(Given information)

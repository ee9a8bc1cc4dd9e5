//! Plaintext framing and the handful of protobuf messages the client needs.
//!
//! A frame is `0x00`, the payload length and the message type (both varints),
//! then the protobuf-encoded payload.

use std::io::{Read, Write};

use crate::notify::error::NotifyError;

pub const HELLO_REQUEST: u32 = 1;
pub const HELLO_RESPONSE: u32 = 2;
pub const CONNECT_REQUEST: u32 = 3;
pub const CONNECT_RESPONSE: u32 = 4;
pub const DISCONNECT_REQUEST: u32 = 5;
pub const DISCONNECT_RESPONSE: u32 = 6;
pub const PING_REQUEST: u32 = 7;
pub const PING_RESPONSE: u32 = 8;
pub const LIST_ENTITIES_REQUEST: u32 = 11;
pub const LIST_ENTITIES_DONE_RESPONSE: u32 = 19;
pub const LIST_ENTITIES_SERVICES_RESPONSE: u32 = 41;
pub const EXECUTE_SERVICE_REQUEST: u32 = 42;

const PLAINTEXT_PREAMBLE: u8 = 0x00;
const NOISE_PREAMBLE: u8 = 0x01;
const MAX_FRAME_LEN: u64 = 1024 * 1024;

const API_VERSION_MAJOR: u64 = 1;
const API_VERSION_MINOR: u64 = 10;

#[derive(Debug, Clone, PartialEq, Eq)]
pub struct Frame {
    pub msg_type: u32,
    pub payload: Vec<u8>,
}

pub fn encode_frame(msg_type: u32, payload: &[u8]) -> Vec<u8> {
    let mut frame = Vec::with_capacity(payload.len() + 6);
    frame.push(PLAINTEXT_PREAMBLE);
    write_varint(&mut frame, payload.len() as u64);
    write_varint(&mut frame, u64::from(msg_type));
    frame.extend_from_slice(payload);
    frame
}

pub fn write_frame<W: Write>(writer: &mut W, msg_type: u32, payload: &[u8]) -> Result<(), NotifyError> {
    writer.write_all(&encode_frame(msg_type, payload))?;
    writer.flush()?;
    Ok(())
}

pub fn read_frame<R: Read>(reader: &mut R) -> Result<Frame, NotifyError> {
    let mut preamble = [0u8; 1];
    reader.read_exact(&mut preamble)?;
    match preamble[0] {
        PLAINTEXT_PREAMBLE => {}
        NOISE_PREAMBLE => {
            return Err(NotifyError::Protocol(
                "device requires an encrypted API connection".into(),
            ));
        }
        other => {
            return Err(NotifyError::Protocol(format!(
                "unexpected frame preamble {other:#04x}"
            )));
        }
    }

    let len = read_varint_from(reader)?;
    if len > MAX_FRAME_LEN {
        return Err(NotifyError::Protocol(format!("frame of {len} bytes is too large")));
    }
    let msg_type = u32::try_from(read_varint_from(reader)?)
        .map_err(|_| NotifyError::Protocol("message type out of range".into()))?;

    let mut payload = vec![0u8; len as usize];
    reader.read_exact(&mut payload)?;
    Ok(Frame { msg_type, payload })
}

fn read_varint_from<R: Read>(reader: &mut R) -> Result<u64, NotifyError> {
    let mut value = 0u64;
    let mut shift = 0u32;
    loop {
        let mut byte = [0u8; 1];
        reader.read_exact(&mut byte)?;
        value |= u64::from(byte[0] & 0x7f) << shift;
        if byte[0] & 0x80 == 0 {
            return Ok(value);
        }
        shift += 7;
        if shift > 63 {
            return Err(NotifyError::Protocol("varint too long".into()));
        }
    }
}

pub fn write_varint(out: &mut Vec<u8>, mut value: u64) {
    loop {
        let mut byte = (value & 0x7f) as u8;
        value >>= 7;
        if value != 0 {
            byte |= 0x80;
        }
        out.push(byte);
        if value == 0 {
            break;
        }
    }
}

fn read_varint(bytes: &[u8], cursor: &mut usize) -> Option<u64> {
    let mut shift = 0u32;
    let mut value = 0u64;
    while *cursor < bytes.len() && shift <= 63 {
        let byte = bytes[*cursor];
        *cursor += 1;
        value |= u64::from(byte & 0x7f) << shift;
        if byte & 0x80 == 0 {
            return Some(value);
        }
        shift += 7;
    }
    None
}

fn write_key(out: &mut Vec<u8>, field_number: u32, wire_type: u8) {
    write_varint(out, (u64::from(field_number) << 3) | u64::from(wire_type));
}

pub fn write_varint_field(out: &mut Vec<u8>, field_number: u32, value: u64) {
    write_key(out, field_number, 0);
    write_varint(out, value);
}

pub fn write_bytes_field(out: &mut Vec<u8>, field_number: u32, value: &[u8]) {
    write_key(out, field_number, 2);
    write_varint(out, value.len() as u64);
    out.extend_from_slice(value);
}

pub fn write_fixed32_field(out: &mut Vec<u8>, field_number: u32, value: u32) {
    write_key(out, field_number, 5);
    out.extend_from_slice(&value.to_le_bytes());
}

#[derive(Debug, Clone, Copy, PartialEq, Eq)]
pub enum FieldValue<'a> {
    Varint(u64),
    Fixed64(u64),
    Bytes(&'a [u8]),
    Fixed32(u32),
}

/// Splits a protobuf message into `(field number, value)` pairs.
pub fn parse_fields(bytes: &[u8]) -> Result<Vec<(u32, FieldValue<'_>)>, NotifyError> {
    let invalid = |what: &str| NotifyError::Protocol(format!("invalid protobuf {what}"));
    let mut fields = Vec::new();
    let mut cursor = 0usize;

    while cursor < bytes.len() {
        let key = read_varint(bytes, &mut cursor).ok_or_else(|| invalid("key"))?;
        let field_number = (key >> 3) as u32;
        let value = match key & 0x07 {
            0 => FieldValue::Varint(read_varint(bytes, &mut cursor).ok_or_else(|| invalid("varint"))?),
            1 => {
                let end = cursor + 8;
                let raw = bytes.get(cursor..end).ok_or_else(|| invalid("fixed64"))?;
                cursor = end;
                FieldValue::Fixed64(u64::from_le_bytes(raw.try_into().map_err(|_| invalid("fixed64"))?))
            }
            2 => {
                let len = read_varint(bytes, &mut cursor).ok_or_else(|| invalid("length"))? as usize;
                let end = cursor.checked_add(len).ok_or_else(|| invalid("length"))?;
                let raw = bytes.get(cursor..end).ok_or_else(|| invalid("length"))?;
                cursor = end;
                FieldValue::Bytes(raw)
            }
            5 => {
                let end = cursor + 4;
                let raw = bytes.get(cursor..end).ok_or_else(|| invalid("fixed32"))?;
                cursor = end;
                FieldValue::Fixed32(u32::from_le_bytes(raw.try_into().map_err(|_| invalid("fixed32"))?))
            }
            _ => return Err(invalid("wire type")),
        };
        fields.push((field_number, value));
    }

    Ok(fields)
}

pub fn hello_request(client_info: &str) -> Vec<u8> {
    let mut out = Vec::new();
    write_bytes_field(&mut out, 1, client_info.as_bytes());
    write_varint_field(&mut out, 2, API_VERSION_MAJOR);
    write_varint_field(&mut out, 3, API_VERSION_MINOR);
    out
}

#[derive(Debug, Clone, Default, PartialEq, Eq)]
pub struct HelloResponse {
    pub api_version_major: u64,
    pub api_version_minor: u64,
    pub server_info: String,
    pub name: String,
}

impl HelloResponse {
    pub fn parse(bytes: &[u8]) -> Result<Self, NotifyError> {
        let mut hello = Self::default();
        for (number, value) in parse_fields(bytes)? {
            match (number, value) {
                (1, FieldValue::Varint(v)) => hello.api_version_major = v,
                (2, FieldValue::Varint(v)) => hello.api_version_minor = v,
                (3, FieldValue::Bytes(v)) => hello.server_info = String::from_utf8_lossy(v).into(),
                (4, FieldValue::Bytes(v)) => hello.name = String::from_utf8_lossy(v).into(),
                _ => {}
            }
        }
        Ok(hello)
    }
}

pub fn connect_request(password: Option<&str>) -> Vec<u8> {
    let mut out = Vec::new();
    if let Some(password) = password.filter(|p| !p.is_empty()) {
        write_bytes_field(&mut out, 1, password.as_bytes());
    }
    out
}

/// Reads `invalid_password` out of a ConnectResponse.
pub fn connect_rejected(bytes: &[u8]) -> Result<bool, NotifyError> {
    Ok(parse_fields(bytes)?
        .into_iter()
        .any(|field| field == (1, FieldValue::Varint(1))))
}

/// A user-defined action the device exposes.
#[derive(Debug, Clone, PartialEq, Eq)]
pub struct ServiceInfo {
    pub name: String,
    pub key: u32,
    pub arg_count: usize,
}

impl ServiceInfo {
    pub fn parse(bytes: &[u8]) -> Result<Self, NotifyError> {
        let mut name = None;
        let mut key = None;
        let mut arg_count = 0;
        for (number, value) in parse_fields(bytes)? {
            match (number, value) {
                (1, FieldValue::Bytes(v)) => name = Some(String::from_utf8_lossy(v).into_owned()),
                (2, FieldValue::Fixed32(v)) => key = Some(v),
                (3, FieldValue::Bytes(_)) => arg_count += 1,
                _ => {}
            }
        }
        match (name, key) {
            (Some(name), Some(key)) => Ok(Self {
                name,
                key,
                arg_count,
            }),
            _ => Err(NotifyError::Protocol(
                "service entry without name or key".into(),
            )),
        }
    }
}

/// ExecuteServiceRequest with no argument or a single string argument.
pub fn execute_service_request(key: u32, argument: Option<&str>) -> Vec<u8> {
    let mut out = Vec::new();
    write_fixed32_field(&mut out, 1, key);
    if let Some(argument) = argument {
        let mut arg = Vec::new();
        write_bytes_field(&mut arg, 4, argument.as_bytes());
        write_bytes_field(&mut out, 2, &arg);
    }
    out
}

#[cfg(test)]
mod tests {
    use std::io::Cursor;

    use super::*;

    #[test]
    fn empty_ping_frame_layout() {
        assert_eq!(encode_frame(PING_REQUEST, &[]), vec![0x00, 0x00, 0x07]);
    }

    #[test]
    fn varints_use_continuation_bits() {
        let mut out = Vec::new();
        write_varint(&mut out, 300);
        assert_eq!(out, vec![0xac, 0x02]);
    }

    #[test]
    fn frame_reads_back_from_a_stream() -> anyhow::Result<()> {
        let payload = vec![0x55u8; 200];
        let mut stream = Cursor::new(encode_frame(LIST_ENTITIES_SERVICES_RESPONSE, &payload));

        let frame = read_frame(&mut stream)?;

        assert_eq!(frame.msg_type, LIST_ENTITIES_SERVICES_RESPONSE);
        assert_eq!(frame.payload, payload);
        Ok(())
    }

    #[test]
    fn encrypted_preamble_is_rejected() {
        let mut stream = Cursor::new(vec![0x01, 0x00, 0x07]);

        assert!(matches!(
            read_frame(&mut stream),
            Err(NotifyError::Protocol(_))
        ));
    }

    #[test]
    fn hello_request_bytes() {
        assert_eq!(
            hello_request("cb"),
            vec![0x0a, 0x02, b'c', b'b', 0x10, 0x01, 0x18, 0x0a]
        );
    }

    #[test]
    fn connect_request_omits_empty_password() {
        assert!(connect_request(None).is_empty());
        assert!(connect_request(Some("")).is_empty());
        assert_eq!(connect_request(Some("pw")), vec![0x0a, 0x02, b'p', b'w']);
    }

    #[test]
    fn connect_response_flags_invalid_password() -> anyhow::Result<()> {
        assert!(connect_rejected(&[0x08, 0x01])?);
        assert!(!connect_rejected(&[])?);
        Ok(())
    }

    #[test]
    fn parses_service_entry() -> anyhow::Result<()> {
        let mut arg = Vec::new();
        write_bytes_field(&mut arg, 1, b"text");
        write_varint_field(&mut arg, 2, 3);

        let mut entry = Vec::new();
        write_bytes_field(&mut entry, 1, b"set_title");
        write_fixed32_field(&mut entry, 2, 0xdead_beef);
        write_bytes_field(&mut entry, 3, &arg);

        let service = ServiceInfo::parse(&entry)?;

        assert_eq!(
            service,
            ServiceInfo {
                name: "set_title".into(),
                key: 0xdead_beef,
                arg_count: 1
            }
        );
        Ok(())
    }

    #[test]
    fn execute_request_with_string_argument() {
        let bytes = execute_service_request(0x0102_0304, Some("Hi"));

        assert_eq!(
            bytes,
            vec![
                0x0d, 0x04, 0x03, 0x02, 0x01, // key, fixed32 little endian
                0x12, 0x04, 0x22, 0x02, b'H', b'i', // args { string_: "Hi" }
            ]
        );
    }

    #[test]
    fn execute_request_without_argument_is_just_the_key() {
        assert_eq!(
            execute_service_request(7, None),
            vec![0x0d, 0x07, 0x00, 0x00, 0x00]
        );
    }

    #[test]
    fn truncated_message_is_a_protocol_error() {
        assert!(parse_fields(&[0x0a, 0x05, b'a']).is_err());
    }
}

(End Given information)

## Requirement
The expected output is the exact run of lines from the start of the entries through the line with "frame.push(PLAINTEXT_PREAMBLE);", inclusive.

## Task output
repository ee9a8bc1cc4dd9e5
//! Plaintext framing and the handful of protobuf messages the client needs.
//!
//! A frame is `0x00`, the payload length and the message type (both varints),
//! then the protobuf-encoded payload.

use std::io::{Read, Write};

use crate::notify::error::NotifyError;

pub const HELLO_REQUEST: u32 = 1;
pub const HELLO_RESPONSE: u32 = 2;
pub const CONNECT_REQUEST: u32 = 3;
pub const CONNECT_RESPONSE: u32 = 4;
pub const DISCONNECT_REQUEST: u32 = 5;
pub const DISCONNECT_RESPONSE: u32 = 6;
pub const PING_REQUEST: u32 = 7;
pub const PING_RESPONSE: u32 = 8;
pub const LIST_ENTITIES_REQUEST: u32 = 11;
pub const LIST_ENTITIES_DONE_RESPONSE: u32 = 19;
pub const LIST_ENTITIES_SERVICES_RESPONSE: u32 = 41;
pub const EXECUTE_SERVICE_REQUEST: u32 = 42;

const PLAINTEXT_PREAMBLE: u8 = 0x00;
const NOISE_PREAMBLE: u8 = 0x01;
const MAX_FRAME_LEN: u64 = 1024 * 1024;

const API_VERSION_MAJOR: u64 = 1;
const API_VERSION_MINOR: u64 = 10;

#[derive(Debug, Clone, PartialEq, Eq)]
pub struct Frame {
    pub msg_type: u32,
    pub payload: Vec<u8>,
}

pub fn encode_frame(msg_type: u32, payload: &[u8]) -> Vec<u8> {
    let mut frame = Vec::with_capacity(payload.len() + 6);
    frame.push(PLAINTEXT_PREAMBLE);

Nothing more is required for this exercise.